Data entries:
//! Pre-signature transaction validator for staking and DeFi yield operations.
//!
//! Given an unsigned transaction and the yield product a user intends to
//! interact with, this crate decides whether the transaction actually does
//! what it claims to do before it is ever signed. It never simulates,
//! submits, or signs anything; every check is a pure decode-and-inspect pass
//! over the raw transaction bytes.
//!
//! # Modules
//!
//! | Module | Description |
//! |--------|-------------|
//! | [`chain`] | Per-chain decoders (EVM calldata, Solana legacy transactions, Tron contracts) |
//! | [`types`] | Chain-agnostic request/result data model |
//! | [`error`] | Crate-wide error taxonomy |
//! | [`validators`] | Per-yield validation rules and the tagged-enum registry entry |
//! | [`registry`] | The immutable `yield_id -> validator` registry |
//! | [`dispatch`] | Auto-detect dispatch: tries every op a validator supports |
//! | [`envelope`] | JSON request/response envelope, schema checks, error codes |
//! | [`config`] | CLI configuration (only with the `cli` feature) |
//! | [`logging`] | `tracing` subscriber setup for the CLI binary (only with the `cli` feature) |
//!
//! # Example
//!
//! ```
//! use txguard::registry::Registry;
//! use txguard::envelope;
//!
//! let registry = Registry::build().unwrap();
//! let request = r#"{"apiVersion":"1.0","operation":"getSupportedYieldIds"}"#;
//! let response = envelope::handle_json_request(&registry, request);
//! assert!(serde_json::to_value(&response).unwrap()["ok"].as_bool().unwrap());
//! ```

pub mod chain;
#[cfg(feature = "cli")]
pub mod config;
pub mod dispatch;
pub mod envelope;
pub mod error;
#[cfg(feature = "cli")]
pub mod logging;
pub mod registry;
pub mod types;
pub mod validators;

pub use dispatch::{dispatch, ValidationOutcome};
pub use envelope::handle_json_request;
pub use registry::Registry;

---

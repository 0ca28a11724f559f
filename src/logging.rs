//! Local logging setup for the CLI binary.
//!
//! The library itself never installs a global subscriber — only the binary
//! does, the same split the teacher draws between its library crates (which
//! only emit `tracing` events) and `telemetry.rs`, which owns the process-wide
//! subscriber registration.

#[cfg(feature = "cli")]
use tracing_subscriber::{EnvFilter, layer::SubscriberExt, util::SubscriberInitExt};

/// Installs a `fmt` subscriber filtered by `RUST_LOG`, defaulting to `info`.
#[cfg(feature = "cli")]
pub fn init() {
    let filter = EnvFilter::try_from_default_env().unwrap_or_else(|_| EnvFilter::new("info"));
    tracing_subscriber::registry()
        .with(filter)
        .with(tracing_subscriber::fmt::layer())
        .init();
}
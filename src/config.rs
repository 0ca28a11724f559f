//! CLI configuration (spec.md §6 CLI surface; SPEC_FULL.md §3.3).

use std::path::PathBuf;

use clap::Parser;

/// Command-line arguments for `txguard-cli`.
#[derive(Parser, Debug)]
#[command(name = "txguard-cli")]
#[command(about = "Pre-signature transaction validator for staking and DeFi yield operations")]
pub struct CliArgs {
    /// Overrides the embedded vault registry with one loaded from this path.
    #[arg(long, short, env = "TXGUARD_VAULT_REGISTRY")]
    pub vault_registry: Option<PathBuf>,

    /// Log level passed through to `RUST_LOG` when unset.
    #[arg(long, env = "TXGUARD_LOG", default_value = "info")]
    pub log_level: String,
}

What you should do:
Count each line of the entries that holds the word "does", then state the total and nothing more.

Solution:
2